• [Brief]
Would you work out how many of the lines below hold "Some" and reply with nothing but the number?

• [Records for this exercise]
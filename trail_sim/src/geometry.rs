use std::fmt;

use serde::{Deserialize, Serialize};
use thiserror::Error;

/// Width and height of every region grid.
pub const GRID_SIZE: u8 = 50;

/// Number of cells in one region grid.
pub const GRID_CELLS: usize = GRID_SIZE as usize * GRID_SIZE as usize;

/// Highest valid coordinate on either axis.
pub const GRID_EDGE: u8 = GRID_SIZE - 1;

/// Cell coordinate inside a region. Always within `[0, 49]` on both axes,
/// including positions decoded from persisted records.
#[derive(Clone, Copy, Debug, PartialEq, Eq, Hash, PartialOrd, Ord, Serialize, Deserialize)]
#[serde(try_from = "RawTilePos")]
pub struct TilePos {
    x: u8,
    y: u8,
}

#[derive(Debug, Clone, Copy, PartialEq, Eq, Error)]
#[error("tile ({x}, {y}) is outside the 50x50 grid")]
pub struct OutOfGrid {
    pub x: u8,
    pub y: u8,
}

#[derive(Deserialize)]
#[serde(rename = "TilePos")]
struct RawTilePos {
    x: u8,
    y: u8,
}

impl TryFrom<RawTilePos> for TilePos {
    type Error = OutOfGrid;

    fn try_from(raw: RawTilePos) -> Result<Self, Self::Error> {
        TilePos::new(raw.x, raw.y).ok_or(OutOfGrid { x: raw.x, y: raw.y })
    }
}

impl TilePos {
    /// Builds a position, returning `None` when either coordinate is off the grid.
    pub fn new(x: u8, y: u8) -> Option<Self> {
        if x < GRID_SIZE && y < GRID_SIZE {
            Some(Self { x, y })
        } else {
            None
        }
    }

    pub const fn x(self) -> u8 {
        self.x
    }

    pub const fn y(self) -> u8 {
        self.y
    }

    /// Builds a position from signed coordinates, as produced by neighbour offsets.
    pub fn from_signed(x: i32, y: i32) -> Option<Self> {
        if x < 0 || y < 0 || x > GRID_EDGE as i32 || y > GRID_EDGE as i32 {
            return None;
        }
        Some(Self {
            x: x as u8,
            y: y as u8,
        })
    }

    /// Row-major cell index (`y * 50 + x`).
    #[inline]
    pub fn index(self) -> usize {
        self.y as usize * GRID_SIZE as usize + self.x as usize
    }

    /// Inverse of [`TilePos::index`].
    pub fn from_index(index: usize) -> Option<Self> {
        if index >= GRID_CELLS {
            return None;
        }
        Some(Self {
            x: (index % GRID_SIZE as usize) as u8,
            y: (index / GRID_SIZE as usize) as u8,
        })
    }

    /// Neighbouring cell one step in `direction`, or `None` past the grid edge.
    pub fn step(self, direction: Direction) -> Option<Self> {
        let (dx, dy) = direction.delta();
        Self::from_signed(self.x as i32 + dx, self.y as i32 + dy)
    }

    /// All in-bounds neighbours (diagonals included) paired with their direction.
    pub fn neighbors(self) -> impl Iterator<Item = (Direction, TilePos)> {
        Direction::ALL
            .into_iter()
            .filter_map(move |dir| self.step(dir).map(|pos| (dir, pos)))
    }

    /// Whether the cell lies on an exit row or column.
    pub fn is_edge(self) -> bool {
        self.x == 0 || self.y == 0 || self.x == GRID_EDGE || self.y == GRID_EDGE
    }
}

impl fmt::Display for TilePos {
    fn fmt(&self, f: &mut fmt::Formatter<'_>) -> fmt::Result {
        write!(f, "({}, {})", self.x, self.y)
    }
}

/// Compass direction of a single move, numbered clockwise from `Top = 1`.
#[repr(u8)]
#[derive(Clone, Copy, Debug, PartialEq, Eq, Hash, PartialOrd, Ord, Serialize, Deserialize)]
pub enum Direction {
    Top = 1,
    TopRight = 2,
    Right = 3,
    BottomRight = 4,
    Bottom = 5,
    BottomLeft = 6,
    Left = 7,
    TopLeft = 8,
}

impl Direction {
    pub const ALL: [Direction; 8] = [
        Direction::Top,
        Direction::TopRight,
        Direction::Right,
        Direction::BottomRight,
        Direction::Bottom,
        Direction::BottomLeft,
        Direction::Left,
        Direction::TopLeft,
    ];

    /// Screen-space offset; `y` grows downwards.
    pub const fn delta(self) -> (i32, i32) {
        match self {
            Direction::Top => (0, -1),
            Direction::TopRight => (1, -1),
            Direction::Right => (1, 0),
            Direction::BottomRight => (1, 1),
            Direction::Bottom => (0, 1),
            Direction::BottomLeft => (-1, 1),
            Direction::Left => (-1, 0),
            Direction::TopLeft => (-1, -1),
        }
    }

    /// Rotates clockwise by `eighths` 45-degree steps (negative turns counter-clockwise).
    pub fn rotate(self, eighths: i32) -> Self {
        let index = (self as i32 - 1 + eighths).rem_euclid(8);
        Self::ALL[index as usize]
    }

    pub fn opposite(self) -> Self {
        self.rotate(4)
    }
}

impl fmt::Display for Direction {
    fn fmt(&self, f: &mut fmt::Formatter<'_>) -> fmt::Result {
        let label = match self {
            Direction::Top => "top",
            Direction::TopRight => "top_right",
            Direction::Right => "right",
            Direction::BottomRight => "bottom_right",
            Direction::Bottom => "bottom",
            Direction::BottomLeft => "bottom_left",
            Direction::Left => "left",
            Direction::TopLeft => "top_left",
        };
        f.write_str(label)
    }
}

#[cfg(test)]
mod tests {
    use super::*;

    #[test]
    fn index_round_trips_row_major() {
        let pos = TilePos::new(7, 3).unwrap();
        assert_eq!(pos.index(), 3 * 50 + 7);
        assert_eq!(TilePos::from_index(pos.index()), Some(pos));
        assert_eq!(TilePos::from_index(GRID_CELLS), None);
    }

    #[test]
    fn corner_has_three_neighbors() {
        let corner = TilePos::new(0, 0).unwrap();
        let dirs: Vec<Direction> = corner.neighbors().map(|(dir, _)| dir).collect();
        assert_eq!(
            dirs,
            vec![Direction::Right, Direction::BottomRight, Direction::Bottom]
        );
        let centre = TilePos::new(25, 25).unwrap();
        assert_eq!(centre.neighbors().count(), 8);
    }

    #[test]
    fn rotation_wraps_both_ways() {
        assert_eq!(Direction::Top.rotate(-1), Direction::TopLeft);
        assert_eq!(Direction::TopLeft.rotate(1), Direction::Top);
        assert_eq!(Direction::Right.opposite(), Direction::Left);
        assert_eq!(Direction::BottomLeft.opposite(), Direction::TopRight);
    }

    #[test]
    fn edges_are_detected() {
        assert!(TilePos::new(0, 17).unwrap().is_edge());
        assert!(TilePos::new(12, 49).unwrap().is_edge());
        assert!(!TilePos::new(1, 48).unwrap().is_edge());
        assert_eq!(TilePos::new(50, 0), None);
        assert_eq!(TilePos::from_signed(-1, 4), None);
    }

    #[test]
    fn decoding_rejects_off_grid_positions() {
        let pos: TilePos = serde_json::from_str(r#"{"x":12,"y":49}"#).unwrap();
        assert_eq!((pos.x(), pos.y()), (12, 49));

        let err = serde_json::from_str::<TilePos>(r#"{"x":60,"y":3}"#).unwrap_err();
        assert!(err.to_string().contains("(60, 3) is outside"), "{err}");
        assert!(serde_json::from_str::<TilePos>(r#"{"x":0,"y":50}"#).is_err());
    }
}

• [Response to this exercise]
4